[Opening Material provided section]
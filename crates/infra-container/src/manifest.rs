// Container Manifest - JSON description of a host container

use crate::attributes::TagAttributes;
use crate::container::ContainerBuilder;
use crate::definition::Definition;
use crate::registry_definition::RegistryDefinition;
use enqueue_routing_core::application::constants::QUEUE_META_REGISTRY_SERVICE;
use enqueue_routing_core::domain::SubscribedTopic;
use enqueue_routing_core::Result;
use serde::{Deserialize, Serialize};
use std::collections::BTreeMap;
use std::path::Path;
use tracing::debug;

/// Processor type known to the host
#[derive(Debug, Clone, Serialize, Deserialize)]
#[serde(rename_all = "camelCase")]
pub struct TypeManifest {
    pub name: String,
    /// Present only for types with the subscriber capability
    #[serde(default, skip_serializing_if = "Option::is_none")]
    pub subscribed_topics: Option<Vec<SubscribedTopic>>,
}

#[derive(Debug, Clone, Serialize, Deserialize)]
pub struct TagManifest {
    pub name: String,
    #[serde(default)]
    pub attributes: TagAttributes,
}

#[derive(Debug, Clone, Serialize, Deserialize)]
pub struct ServiceManifest {
    pub id: String,
    pub class: String,
    #[serde(default)]
    pub tags: Vec<TagManifest>,
}

#[derive(Debug, Clone, Serialize, Deserialize)]
pub struct RegistryManifest {
    #[serde(default = "default_registry_id")]
    pub id: String,
}

fn default_registry_id() -> String {
    QUEUE_META_REGISTRY_SERVICE.to_string()
}

/// Whole host description
#[derive(Debug, Clone, Default, Serialize, Deserialize)]
pub struct ContainerManifest {
    #[serde(default)]
    pub parameters: BTreeMap<String, String>,
    #[serde(default)]
    pub types: Vec<TypeManifest>,
    #[serde(default)]
    pub services: Vec<ServiceManifest>,
    /// Registry sink slot; omitted means the feature is disabled
    #[serde(default, skip_serializing_if = "Option::is_none")]
    pub registry: Option<RegistryManifest>,
}

impl ContainerManifest {
    pub fn from_json_str(json: &str) -> Result<Self> {
        Ok(serde_json::from_str(json)?)
    }

    pub fn load(path: impl AsRef<Path>) -> Result<Self> {
        let path = path.as_ref();
        debug!(path = %path.display(), "Loading container manifest");
        let json = std::fs::read_to_string(path)?;
        Self::from_json_str(&json)
    }

    /// Build the in-memory container described by this manifest
    pub fn into_container(self) -> ContainerBuilder {
        let mut container = ContainerBuilder::new();

        for (name, value) in self.parameters {
            container.set_parameter(name, value);
        }

        for ty in self.types {
            match ty.subscribed_topics {
                Some(topics) => container.types_mut().register_declared(ty.name, topics),
                None => container.types_mut().register_name(ty.name),
            };
        }

        for service in self.services {
            let mut definition = Definition::new(service.class);
            for tag in service.tags {
                definition.add_tag_with(tag.name, tag.attributes);
            }
            container.set_definition(service.id, definition);
        }

        if let Some(registry) = self.registry {
            container.set_registry_definition(registry.id, RegistryDefinition::new());
        }

        container
    }
}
[Closing Material provided section]
Directions for this task —
Would you filter the entries above and keep each line that has the word "SubscribedTopic"?

Response to the task —
use enqueue_routing_core::domain::SubscribedTopic;
    pub subscribed_topics: Option<Vec<SubscribedTopic>>,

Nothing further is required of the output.